U.S. v. DiGregorio, Nos. 78-1468

Decision Date29 October 1979
Docket NumberNos. 78-1468
Citation605 F.2d 1184
PartiesUNITED STATES of America, Plaintiff, Appellee, v. Joseph DiGREGORIO, Hermis Yanis, Jr., Ruben Badillo, John Delvecchio, Defendants, Appellants. to 78-1471.
CourtU.S. Court of Appeals — First Circuit

Harvey Brower, Lawrence, Mass., for appellant Joseph DiGregorio.

Stanley M. Meyer, Brooklyn, N.Y., with whom Meyer, Light & London, Brooklyn, N.Y., was on brief, for appellants, Hermis Yanis, Jr. and Ruben Badillo.

William A. Brown, Boston, Mass., by appointment of the court, for appellant John Delvecchio.

Deborah Watson, Atty., Dept. of Justice, Washington, D. C., with whom Edward F. Harrington, U. S. Atty., Martin D. Boudreau, Sp.

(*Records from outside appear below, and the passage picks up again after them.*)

//! Command-line interface for taxon-solver.
//!
//! This module implements the CLI using clap. Available commands:
//!
//! - **search**: Resolve a single name or classification
//! - **bulk**: Resolve a TSV/CSV list of searches, locally or against a server
//! - **taxonomy**: Show taxa, list species groups, or export the taxonomy
//! - **serve**: Start the HTTP API
//!
//! ## Usage
//!
//! ```text
//! # Resolve a name
//! taxon-solver search "Acacia dealbata"
//!
//! # Disambiguate a homonym and check the family
//! taxon-solver search Morus --kingdom Animalia --hint family=Sulidae
//!
//! # JSON output for scripting
//! taxon-solver search "Acacia dealbata" --format json
//!
//! # Resolve a list against a running server
//! taxon-solver bulk names.tsv --remote http://localhost:8080
//!
//! # Start the server
//! taxon-solver serve --port 8080
//! ```

use std::path::PathBuf;

use clap::{Parser, Subcommand};

use crate::config::ResolverConfig;

pub mod bulk;
pub mod search;
pub mod taxonomy;

#[derive(Parser)]
#[command(name = "taxon-solver")]
#[command(version)]
#[command(about = "Resolve taxonomic names and classifications to a single best-matching taxon")]
#[command(
    long_about = "taxon-solver resolves messy scientific names, vernacular names, identifiers and partial classifications against a reference taxonomy.\n\nIt tries a chain of increasingly permissive strategies and reports:\n- The accepted taxon and its higher classification\n- How the match was made\n- Issues found along the way (synonyms, homonyms, hint mismatches)"
)]
pub struct Cli {
    #[command(subcommand)]
    pub command: Commands,

    /// Enable verbose output
    #[arg(short, long, global = true)]
    pub verbose: bool,

    /// Output format
    #[arg(short, long, global = true, default_value = "text")]
    pub format: OutputFormat,

    /// JSON configuration file
    #[arg(short, long, global = true)]
    pub config: Option<PathBuf>,

    /// Taxonomy file (JSON or Darwin Core TSV), overriding the configuration
    #[arg(long, global = true)]
    pub taxonomy: Option<PathBuf>,

    /// Species group definitions, overriding the configuration
    #[arg(long, global = true)]
    pub species_groups: Option<PathBuf>,
}

impl Cli {
    /// The configuration file (or defaults) with command-line overrides applied
    ///
    /// # Errors
    ///
    /// Returns an error if the configuration file cannot be loaded.
    pub fn resolver_config(&self) -> anyhow::Result<ResolverConfig> {
        let mut config = ResolverConfig::load_or_default(self.config.as_deref())?;
        if let Some(path) = &self.taxonomy {
            config.taxonomy = Some(path.clone());
        }
        if let Some(path) = &self.species_groups {
            config.species_groups = Some(path.clone());
        }
        Ok(config)
    }
}

#[derive(Subcommand)]
pub enum Commands {
    /// Resolve a single name or classification
    Search(search::SearchArgs),

    /// Resolve a list of searches from a TSV/CSV file
    Bulk(bulk::BulkArgs),

    /// Inspect the reference taxonomy
    Taxonomy(taxonomy::TaxonomyArgs),

    /// Start the web server
    Serve(ServeArgs),
}

#[derive(clap::Args)]
pub struct ServeArgs {
    /// Port to listen on
    #[arg(short, long, default_value = "8080")]
    pub port: u16,

    /// Address to bind to
    #[arg(short, long, default_value = "127.0.0.1")]
    pub address: String,

    /// Open browser automatically
    #[arg(long)]
    pub open: bool,
}

#[derive(Clone, Copy, Debug, clap::ValueEnum)]
pub enum OutputFormat {
    Text,
    Json,
    Tsv,
}
//! Post-hoc validation of a match against caller-supplied hints.
//!
//! Hints name acceptable values per rank, e.g. `kingdom: [Plantae, Fungi]`. A
//! failed check never invalidates a match; the resolver reports it as the
//! `hintMismatch` issue.

use std::collections::BTreeMap;

use crate::core::taxon::HigherClassification;

type Accessor = fn(&HigherClassification) -> Option<&str>;

fn kingdom(c: &HigherClassification) -> Option<&str> {
    c.kingdom.as_deref()
}

fn phylum(c: &HigherClassification) -> Option<&str> {
    c.phylum.as_deref()
}

fn class(c: &HigherClassification) -> Option<&str> {
    c.class.as_deref()
}

fn order(c: &HigherClassification) -> Option<&str> {
    c.order.as_deref()
}

fn family(c: &HigherClassification) -> Option<&str> {
    c.family.as_deref()
}

fn genus(c: &HigherClassification) -> Option<&str> {
    c.genus.as_deref()
}

fn species(c: &HigherClassification) -> Option<&str> {
    c.species.as_deref()
}

/// Rank names that can be hinted, with how to read each from a classification
const RANK_ACCESSORS: [(&str, Accessor); 7] = [
    ("kingdom", kingdom),
    ("phylum", phylum),
    ("class", class),
    ("order", order),
    ("family", family),
    ("genus", genus),
    ("species", species),
];

/// Value of a candidate at a named rank; unknown rank names have no value
#[must_use]
pub fn rank_value<'a>(candidate: &'a HigherClassification, rank: &str) -> Option<&'a str> {
    RANK_ACCESSORS
        .iter()
        .find(|(name, _)| name.eq_ignore_ascii_case(rank.trim()))
        .and_then(|(_, accessor)| accessor(candidate))
}

/// Whether a candidate is consistent with every hint it can be checked against
#[must_use]
pub fn check(candidate: &HigherClassification, hints: &BTreeMap<String, Vec<String>>) -> bool {
    hints.iter().all(|(rank, allowed)| {
        let Some(value) = rank_value(candidate, rank) else {
            return true;
        };
        if allowed.is_empty() {
            return true;
        }
        let value = value.to_lowercase();
        allowed.iter().any(|a| a.to_lowercase() == value)
    })
}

Atty., Boston, Mass., and Joseph S. Davis, Jr., Atty., Dept. of Justice, Washington, D. C., were on brief, for appellee.

Before COFFIN, Chief Judge, CAMPBELL and BOWNES, Circuit Judges.

COFFIN, Chief Judge.

This is an appeal from convictions for conspiracy and substantive acts in violation of the Hobbs Act. 18 U.S.C. § 1951. All four appellants were convicted of conspiracy to obstruct interstate commerce by extortion and of the substantive act of using threats and physical beating pursuant to a plan of extortion. All but appellant Delvecchio were also convicted of obstructing interstate commerce by shooting the manager of an interstate business pursuant to a plan of extortion. 1 Some or all of appellants now raise challenges to virtually every stage of the criminal process. We affirm.

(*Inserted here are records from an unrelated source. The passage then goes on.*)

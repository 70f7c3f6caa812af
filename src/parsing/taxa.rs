use std::collections::HashMap;
use std::path::Path;

use crate::catalog::store::TaxonRecord;
use crate::core::types::{NameType, Rank, TaxonomicStatus};
use crate::parsing::{delimiter_for, read_text, split_fields, ParseError};

/// Parse a Darwin Core style taxon file
///
/// # Errors
///
/// Returns `ParseError::Io` if the file cannot be read, or
/// `ParseError::InvalidFormat` if the content is invalid.
pub fn parse_taxa_file(path: &Path) -> Result<Vec<TaxonRecord>, ParseError> {
    let content = read_text(path)?;
    parse_taxa_text(&content, delimiter_for(path))
}

/// Parse Darwin Core taxon rows.
///
/// A header row is required and must name `taxonID` and `scientificName`.
/// Recognised optional columns are `scientificNameAuthorship`, `taxonRank`,
/// `parentNameUsageID`, `acceptedNameUsageID`, `taxonomicStatus`, `nameType`
/// and `vernacularName` (`|`-separated). Other columns are ignored.
///
/// # Errors
///
/// Returns `ParseError::InvalidFormat` if the header lacks a required column,
/// a row lacks an identifier or name, or no taxa are found.
pub fn parse_taxa_text(text: &str, delimiter: char) -> Result<Vec<TaxonRecord>, ParseError> {
    let mut lines = text
        .lines()
        .enumerate()
        .filter(|(_, line)| !line.trim().is_empty() && !line.starts_with('#'));

    let (_, header) = lines
        .next()
        .ok_or_else(|| ParseError::InvalidFormat("Empty taxon file".to_string()))?;
    let columns: HashMap<String, usize> = split_fields(header, delimiter)
        .into_iter()
        .enumerate()
        .map(|(i, name)| (name.to_lowercase(), i))
        .collect();

    let required = |name: &str| {
        columns.get(name).copied().ok_or_else(|| {
            ParseError::InvalidFormat(format!("Missing required column '{name}'"))
        })
    };
    let id_col = required("taxonid")?;
    let name_col = required("scientificname")?;

    let mut records = Vec::new();
    for (i, line) in lines {
        let line_num = i + 1;
        let fields = split_fields(line, delimiter);
        let get = |column: &str| {
            columns
                .get(column)
                .and_then(|&idx| fields.get(idx))
                .filter(|value| !value.is_empty())
                .cloned()
        };

        let taxon_id = fields.get(id_col).filter(|v| !v.is_empty()).cloned().ok_or_else(|| {
            ParseError::InvalidFormat(format!("Line {line_num}: missing taxonID"))
        })?;
        let scientific_name = fields
            .get(name_col)
            .filter(|v| !v.is_empty())
            .cloned()
            .ok_or_else(|| {
                ParseError::InvalidFormat(format!("Line {line_num}: missing scientificName"))
            })?;

        let rank = get("taxonrank")
            .map_or(Rank::Unranked, |r| Rank::parse(&r).unwrap_or(Rank::Unranked));
        let status = get("taxonomicstatus")
            .map(|s| TaxonomicStatus::parse(&s))
            .unwrap_or_default();
        let name_type = get("nametype")
            .and_then(|t| serde_json::from_value(serde_json::Value::String(t.to_uppercase())).ok())
            .unwrap_or(NameType::Scientific);
        let vernacular_names = get("vernacularname")
            .map(|v| {
                v.split('|')
                    .map(str::trim)
                    .filter(|n| !n.is_empty())
                    .map(str::to_string)
                    .collect()
            })
            .unwrap_or_default();

        records.push(TaxonRecord {
            taxon_id,
            scientific_name,
            authorship: get("scientificnameauthorship"),
            rank,
            parent_id: get("parentnameusageid"),
            status,
            // Darwin Core repeats the own ID for accepted usages
            accepted_id: get("acceptednameusageid").filter(|a| Some(a) != fields.get(id_col)),
            name_type,
            vernacular_names,
        });
    }

    if records.is_empty() {
        return Err(ParseError::InvalidFormat(
            "No taxa found in file".to_string(),
        ));
    }

    Ok(records)
}

#[cfg(test)]
mod tests {
    use super::*;

    #[test]
    fn test_parse_dwc_taxa() {
        let tsv = "taxonID\tparentNameUsageID\tacceptedNameUsageID\tscientificName\ttaxonRank\ttaxonomicStatus\tvernacularName\n\
                   G1\t\tG1\tAcacia\tgenus\taccepted\t\n\
                   S1\tG1\tS1\tAcacia dealbata\tspecies\taccepted\tSilver Wattle|Mimosa\n\
                   S2\t\tS1\tRacosperma dealbatum\tspecies\tsynonym\t\n";

        let records = parse_taxa_text(tsv, '\t').unwrap();
        assert_eq!(records.len(), 3);

        assert_eq!(records[1].rank, Rank::Species);
        assert_eq!(records[1].parent_id.as_deref(), Some("G1"));
        assert_eq!(records[1].accepted_id, None);
        assert_eq!(records[1].vernacular_names, vec!["Silver Wattle", "Mimosa"]);

        assert_eq!(records[2].status, TaxonomicStatus::Synonym);
        assert_eq!(records[2].accepted_id.as_deref(), Some("S1"));
    }

    #[test]
    fn test_missing_required_column() {
        let result = parse_taxa_text("taxonID\ttaxonRank\nG1\tgenus\n", '\t');
        assert!(matches!(result, Err(ParseError::InvalidFormat(_))));
    }

    #[test]
    fn test_missing_name_in_row() {
        let result = parse_taxa_text("taxonID\tscientificName\nG1\t\n", '\t');
        assert!(matches!(result, Err(ParseError::InvalidFormat(_))));
    }
}
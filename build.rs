use std::collections::HashSet;
use std::path::Path;

fn main() {
    let taxonomy_path = Path::new("taxonomy/sample_taxonomy.json");
    let taxonomy = read_json(taxonomy_path);
    validate_taxonomy_structure(&taxonomy);

    let groups_path = Path::new("taxonomy/species_groups.json");
    let groups = read_json(groups_path);
    validate_species_groups(&groups);

    set_build_dependencies();
}

fn read_json(path: &Path) -> serde_json::Value {
    // Ensure data file exists at build time
    assert!(
        path.exists(),
        "\n\nTAXONOMY BUILD ERROR: File not found\n\
         Path: {}\n\
         Please create the file before building.\n",
        path.display()
    );

    let contents = std::fs::read_to_string(path).unwrap_or_else(|e| {
        panic!(
            "\n\nTAXONOMY BUILD ERROR: Failed to read file\n\
             Path: {}\n\
             Error: {e}\n",
            path.display()
        );
    });

    serde_json::from_str(&contents).unwrap_or_else(|e| {
        panic!(
            "\n\nTAXONOMY BUILD ERROR: Invalid JSON\n\
             Path: {}\n\
             Error: {e}\n\
             Hint: Check for missing commas, brackets, or invalid syntax.\n",
            path.display()
        );
    })
}

fn validate_taxonomy_structure(taxonomy: &serde_json::Value) {
    assert!(
        taxonomy.is_object(),
        "\n\nTAXONOMY BUILD ERROR: Root must be a JSON object\n"
    );

    let taxa = taxonomy
        .get("taxa")
        .and_then(serde_json::Value::as_array)
        .unwrap_or_else(|| {
            panic!(
                "\n\nTAXONOMY BUILD ERROR: Missing 'taxa' array\n\
                 The taxonomy must have a top-level 'taxa' array.\n"
            );
        });

    let ids = validate_taxa(taxa);
    validate_links(taxa, &ids);

    println!(
        "cargo:warning=Validated taxonomy: {} taxa",
        taxa.len()
    );
}

fn validate_taxa(taxa: &[serde_json::Value]) -> HashSet<String> {
    let mut ids = HashSet::new();

    for (i, taxon) in taxa.iter().enumerate() {
        let taxon_id = taxon
            .get("taxonID")
            .and_then(|v| v.as_str())
            .unwrap_or_else(|| {
                panic!("\n\nTAXONOMY BUILD ERROR: Taxon at index {i} missing 'taxonID' field\n");
            });

        assert!(
            taxon.get("scientificName").and_then(|v| v.as_str()).is_some(),
            "\n\nTAXONOMY BUILD ERROR: Taxon '{taxon_id}' (index {i}) missing 'scientificName' field\n"
        );

        assert!(
            ids.insert(taxon_id.to_string()),
            "\n\nTAXONOMY BUILD ERROR: Duplicate taxonID '{taxon_id}' (index {i})\n"
        );
    }

    ids
}

fn validate_links(taxa: &[serde_json::Value], ids: &HashSet<String>) {
    for taxon in taxa {
        let taxon_id = taxon.get("taxonID").and_then(|v| v.as_str()).unwrap_or("<unknown>");

        for field in ["parentID", "acceptedID"] {
            if let Some(target) = taxon.get(field).and_then(|v| v.as_str()) {
                assert!(
                    ids.contains(target),
                    "\n\nTAXONOMY BUILD ERROR: Taxon '{taxon_id}' {field} '{target}' does not exist\n"
                );
            }
        }
    }
}

fn validate_species_groups(groups: &serde_json::Value) {
    let groups = groups.as_array().unwrap_or_else(|| {
        panic!("\n\nTAXONOMY BUILD ERROR: Species groups must be a JSON array\n");
    });

    let names: HashSet<&str> = groups
        .iter()
        .filter_map(|g| g.get("name").and_then(|v| v.as_str()))
        .collect();

    for (i, group) in groups.iter().enumerate() {
        let name = group
            .get("name")
            .and_then(|v| v.as_str())
            .unwrap_or_else(|| {
                panic!("\n\nTAXONOMY BUILD ERROR: Species group at index {i} missing 'name' field\n");
            });

        assert!(
            group.get("rank").and_then(|v| v.as_str()).is_some(),
            "\n\nTAXONOMY BUILD ERROR: Species group '{name}' missing 'rank' field\n"
        );

        let included = group.get("included").and_then(|v| v.as_array());
        assert!(
            included.is_some_and(|v| !v.is_empty()),
            "\n\nTAXONOMY BUILD ERROR: Species group '{name}' must include at least one taxon\n"
        );

        if let Some(parent) = group.get("parent").and_then(|v| v.as_str()) {
            assert!(
                names.contains(parent),
                "\n\nTAXONOMY BUILD ERROR: Species group '{name}' has unknown parent '{parent}'\n"
            );
        }
    }
}

fn set_build_dependencies() {
    // Tell cargo to rerun if embedded data changes
    println!("cargo:rerun-if-changed=taxonomy/sample_taxonomy.json");
    println!("cargo:rerun-if-changed=taxonomy/species_groups.json");

    // Tell cargo to rerun if build.rs changes
    println!("cargo:rerun-if-changed=build.rs");
}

An abbreviated statement of facts will suffice to put the issues discussed below in context. More detail accompanies the discussion of each issue. In 1973, Chick's Construction Company undertook to build a new school for the town of Millbury, Massachusetts. John Innamorati, the President of Chick's, hired the DiGregorio Construction Company to do preliminary excavation work. Innamorati was not satisfied with the progress of the work and, after renegotiation attempts failed, ejected DiGregorio from the site in January of 1974. DiGregorio sued Chick's for breach of contract.

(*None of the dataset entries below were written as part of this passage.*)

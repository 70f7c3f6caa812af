use std::sync::Arc;

use serde::{Deserialize, Serialize};
use thiserror::Error;
use tracing::{debug, warn};

use crate::core::result::MatchResult;
use crate::core::search::Search;
use crate::core::types::SearchStyle;
use crate::groups::SpeciesGroups;
use crate::matching::classifier::{
    Classification, Classifier, ClassifierError, ClassifierMatch, MatchOptions, TraceLevel,
};
use crate::matching::{hints, issues};

/// Errors raised while turning a classifier match into a result
#[derive(Error, Debug, Clone, PartialEq, Eq)]
pub enum AssemblyError {
    #[error("valid match for '{0}' carries no concept")]
    MissingConcept(String),
}

/// Configuration for the matching engine
#[derive(Debug, Clone, Copy, PartialEq, Eq, Serialize, Deserialize)]
#[serde(default, rename_all = "camelCase")]
pub struct MatchingConfig {
    /// Try hinted matches before unhinted ones
    pub use_hints: bool,
    /// Report `hintMismatch` when a match contradicts the hints
    pub check_hints: bool,
    /// Honour the `loose` flag of searches
    pub allow_loose: bool,
    /// Style for searches that do not name one
    pub default_style: SearchStyle,
    pub trace_level: TraceLevel,
    /// Ask the classifier for probability and fidelity
    pub measure: bool,
}

impl Default for MatchingConfig {
    fn default() -> Self {
        Self {
            use_hints: true,
            check_hints: true,
            allow_loose: true,
            default_style: SearchStyle::Match,
            trace_level: TraceLevel::Off,
            measure: false,
        }
    }
}

/// One step of the fallback chain, in the order steps are tried
#[derive(Debug, Clone, Copy, PartialEq, Eq)]
pub enum Strategy {
    Identifier,
    HintedStrict,
    Strict,
    Relaxed,
    HintedRelaxed,
    LooseIdentifier,
    Vernacular,
    LooseVernacular,
}

impl Strategy {
    #[must_use]
    pub fn as_str(self) -> &'static str {
        match self {
            Self::Identifier => "identifier",
            Self::HintedStrict => "hinted strict",
            Self::Strict => "strict",
            Self::Relaxed => "relaxed",
            Self::HintedRelaxed => "hinted relaxed",
            Self::LooseIdentifier => "loose identifier",
            Self::Vernacular => "vernacular",
            Self::LooseVernacular => "loose vernacular",
        }
    }
}

/// Resolves searches to a single result by walking a chain of increasingly
/// permissive classifier queries
pub struct MatchingEngine {
    classifier: Arc<dyn Classifier>,
    groups: Arc<SpeciesGroups>,
    config: MatchingConfig,
}

impl MatchingEngine {
    /// Create a new matching engine with default configuration
    pub fn new(classifier: Arc<dyn Classifier>, groups: Arc<SpeciesGroups>) -> Self {
        Self::with_config(classifier, groups, MatchingConfig::default())
    }

    /// Create a new matching engine with custom configuration
    pub fn with_config(
        classifier: Arc<dyn Classifier>,
        groups: Arc<SpeciesGroups>,
        config: MatchingConfig,
    ) -> Self {
        Self {
            classifier,
            groups,
            config,
        }
    }

    #[must_use]
    pub fn config(&self) -> &MatchingConfig {
        &self.config
    }

    #[must_use]
    pub fn classifier(&self) -> &Arc<dyn Classifier> {
        &self.classifier
    }

    #[must_use]
    pub fn groups(&self) -> &Arc<SpeciesGroups> {
        &self.groups
    }

    /// The strategies a search is eligible for, in the order they are tried
    #[must_use]
    pub fn plan(&self, search: &Search) -> Vec<Strategy> {
        let style = search.style_or(self.config.default_style);
        let hinted = self.config.use_hints && search.has_hints();
        let relaxed = style != SearchStyle::Strict;
        let loose = search.loose && self.config.allow_loose;
        let has_scientific = search
            .scientific_name
            .as_deref()
            .is_some_and(|n| !n.trim().is_empty());

        let mut plan = Vec::new();
        if search.identifier().is_some() {
            plan.push(Strategy::Identifier);
        }
        if search.has_name_fields() {
            if hinted {
                plan.push(Strategy::HintedStrict);
            }
            plan.push(Strategy::Strict);
            if relaxed {
                plan.push(Strategy::Relaxed);
                if hinted {
                    plan.push(Strategy::HintedRelaxed);
                }
            }
        }
        if loose && has_scientific {
            plan.push(Strategy::LooseIdentifier);
        }
        if search
            .vernacular_name
            .as_deref()
            .is_some_and(|n| !n.trim().is_empty())
        {
            plan.push(Strategy::Vernacular);
        }
        if search.loose && has_scientific {
            plan.push(Strategy::LooseVernacular);
        }
        plan
    }

    /// Resolve a search to a single result.
    ///
    /// A classifier error that leaves the chain without any possible match
    /// becomes a failed result carrying `genericError` and the error's class
    /// and message; this never fails.
    #[must_use]
    pub fn resolve(&self, search: &Search) -> MatchResult {
        self.try_resolve(search)
            .unwrap_or_else(|e| MatchResult::error(e.kind(), &e.to_string()))
    }

    /// Resolve a search, returning the last classifier error when no strategy
    /// produced a possible match and at least one of them failed.
    ///
    /// A strategy that errors is logged and the chain moves on, so an error
    /// is only returned when nothing later succeeded.
    ///
    /// # Errors
    ///
    /// Returns the last `ClassifierError` raised by the chain when no strategy
    /// produced a possible match.
    pub fn try_resolve(&self, search: &Search) -> Result<MatchResult, ClassifierError> {
        let mut extra_issues = Vec::new();
        if let Some(location) = search.location.as_ref().filter(|l| !l.is_empty()) {
            if let Err(e) = self.classifier.check_location(location) {
                debug!("Location not resolved: {e}");
                extra_issues.push(issues::INVALID_LOCATION.to_string());
            }
        }

        let mut trace = Vec::new();
        let mut last_error = None;
        for strategy in self.plan(search) {
            match self.run(strategy, search) {
                Ok(Some(found)) => {
                    debug!("Strategy '{}' produced a possible match", strategy.as_str());
                    trace.push(format!("{}: possible match", strategy.as_str()));
                    return Ok(self.finish(Some(search), found, true, extra_issues, trace));
                }
                Ok(None) => {
                    debug!("Strategy '{}' found nothing", strategy.as_str());
                    trace.push(format!("{}: no match", strategy.as_str()));
                }
                Err(e) => {
                    warn!("Strategy '{}' failed: {e}", strategy.as_str());
                    trace.push(format!("{}: error: {e}", strategy.as_str()));
                    last_error = Some(e);
                }
            }
        }

        if let Some(e) = last_error {
            return Err(e);
        }

        extra_issues.push(issues::NO_MATCH.to_string());
        let mut result = MatchResult::failed(issues::finalize(extra_issues, false));
        result.trace = self.trace_output(trace);
        Ok(result)
    }

    /// Resolve a taxon identifier, optionally following a synonym to its
    /// accepted concept
    #[must_use]
    pub fn resolve_id(&self, id: &str, follow: bool) -> MatchResult {
        self.try_resolve_id(id, follow)
            .unwrap_or_else(|e| MatchResult::error(e.kind(), &e.to_string()))
    }

    /// Resolve a taxon identifier, passing classifier errors to the caller
    ///
    /// # Errors
    ///
    /// Returns the `ClassifierError` raised by the identifier lookup.
    pub fn try_resolve_id(&self, id: &str, follow: bool) -> Result<MatchResult, ClassifierError> {
        let found = self.classifier.search_by_id(id).map_err(|e| {
            warn!("Identifier lookup for '{id}' failed: {e}");
            e
        })?;
        if found.valid {
            Ok(self.finish(None, found, follow, Vec::new(), Vec::new()))
        } else {
            Ok(MatchResult::no_match())
        }
    }

    fn options(&self, base: MatchOptions) -> MatchOptions {
        base.with_trace(self.config.trace_level)
            .with_measure(self.config.measure)
    }

    /// Run one strategy; `Ok(None)` when it produced nothing worth stopping for
    fn run(
        &self,
        strategy: Strategy,
        search: &Search,
    ) -> Result<Option<ClassifierMatch>, ClassifierError> {
        let style = search.style_or(self.config.default_style);
        let scientific_name = search.scientific_name.as_deref().unwrap_or_default();

        let found = match strategy {
            Strategy::Identifier => {
                let id = search.identifier().unwrap_or_default();
                let found = self.classifier.search_by_id(id)?;
                // Only a definite hit short-circuits on an identifier
                return Ok(found.valid.then_some(found));
            }
            Strategy::HintedStrict => self.classifier.search(
                &Classification::from_search(search, true),
                &self.options(MatchOptions::strict().with_hints(true)),
            )?,
            Strategy::Strict => self.classifier.search(
                &Classification::from_search(search, false),
                &self.options(MatchOptions::strict()),
            )?,
            Strategy::Relaxed => self.classifier.search(
                &Classification::from_search(search, false),
                &self.options(MatchOptions::for_style(style)),
            )?,
            Strategy::HintedRelaxed => self.classifier.search(
                &Classification::from_search(search, true),
                &self.options(MatchOptions::for_style(style).with_hints(true)),
            )?,
            Strategy::LooseIdentifier => self.classifier.search_by_id(scientific_name)?,
            Strategy::Vernacular => self.classifier.search_vernacular(
                search.vernacular_name.as_deref().unwrap_or_default(),
                &self.options(MatchOptions::for_style(style)),
            )?,
            Strategy::LooseVernacular => self
                .classifier
                .search_vernacular(scientific_name, &self.options(MatchOptions::for_style(style)))?,
        };

        Ok(found.is_possible_match().then_some(found))
    }

    /// Assemble a result, converting assembly errors into a failed result
    fn finish(
        &self,
        search: Option<&Search>,
        found: ClassifierMatch,
        follow: bool,
        extra_issues: Vec<String>,
        trace: Vec<String>,
    ) -> MatchResult {
        match self.assemble(search, found, follow, extra_issues, trace) {
            Ok(result) => result,
            Err(e) => {
                warn!("Result assembly failed: {e}");
                MatchResult::error("AssemblyError", &e.to_string())
            }
        }
    }

    fn assemble(
        &self,
        search: Option<&Search>,
        found: ClassifierMatch,
        follow: bool,
        mut extra_issues: Vec<String>,
        mut trace: Vec<String>,
    ) -> Result<MatchResult, AssemblyError> {
        let mut public_issues = issues::classify(&found.issues);
        public_issues.append(&mut extra_issues);
        trace.extend(found.trace.iter().cloned());

        if !found.valid {
            // An ambiguity the caller should see rather than a plain miss
            let mut result = MatchResult::failed(issues::finalize(public_issues, false));
            result.trace = self.trace_output(trace);
            return Ok(result);
        }

        let concept = if follow {
            found.accepted_concept()
        } else {
            found.matched.as_ref().or(found.accepted.as_ref())
        }
        .ok_or_else(|| {
            AssemblyError::MissingConcept(
                search
                    .and_then(|s| s.scientific_name.clone())
                    .unwrap_or_default(),
            )
        })?;

        if let Some(search) = search.filter(|s| self.config.check_hints && s.has_hints()) {
            if !hints::check(&concept.classification, &search.hints) {
                debug!("Match '{}' contradicts the hints", concept.scientific_name);
                public_issues.push(issues::HINT_MISMATCH.to_string());
            }
        }

        let (lft, rgt) = if follow {
            (found.left, found.right)
        } else {
            (concept.left, concept.right)
        };
        let (species_group, species_subgroup) = lft.map_or_else(
            || (Vec::new(), Vec::new()),
            |position| {
                (
                    self.groups.groups_containing(position),
                    self.groups.subgroups_containing(position),
                )
            },
        );

        let synonym_type = found
            .matched
            .as_ref()
            .filter(|m| m.is_synonym())
            .map(|m| m.status);

        Ok(MatchResult {
            success: true,
            taxon_concept_id: Some(concept.taxon_id.clone()),
            scientific_name: Some(concept.scientific_name.clone()),
            scientific_name_authorship: concept.authorship.clone(),
            rank: Some(concept.rank),
            rank_id: Some(concept.rank.id()),
            classification: concept.classification.clone(),
            lft,
            rgt,
            match_type: issues::match_type(&found.evidence),
            name_type: found.matched.as_ref().map(|m| m.name_type),
            synonym_type,
            vernacular_name: concept.vernacular_name.clone(),
            species_group,
            species_subgroup,
            issues: issues::finalize(public_issues, true),
            trace: self.trace_output(trace),
            fidelity: found.fidelity.filter(|_| self.config.measure),
            probability: found.probability.filter(|_| self.config.measure),
        })
    }

    fn trace_output(&self, trace: Vec<String>) -> Option<Vec<String>> {
        match self.config.trace_level {
            TraceLevel::Off => None,
            _ => Some(trace),
        }
    }
}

While the lawsuit languished, the project was completed in 1975. Apparently dissatisfied with legal process, in February of 1977 Vincent DiGregorio and his son Joseph hired two men, Donomura and Hughes, to "settle" the dispute for a 10 per cent commission. Innamorati then began receiving anonymous phone calls and eventually a personal visit from DiGregorio's persuaders on March 3. Innamorati explained he was not prepared to pay the $52,000 demanded by DiGregorio because the work done had not merited such payment. DiGregorio's agents made no demands at that meeting.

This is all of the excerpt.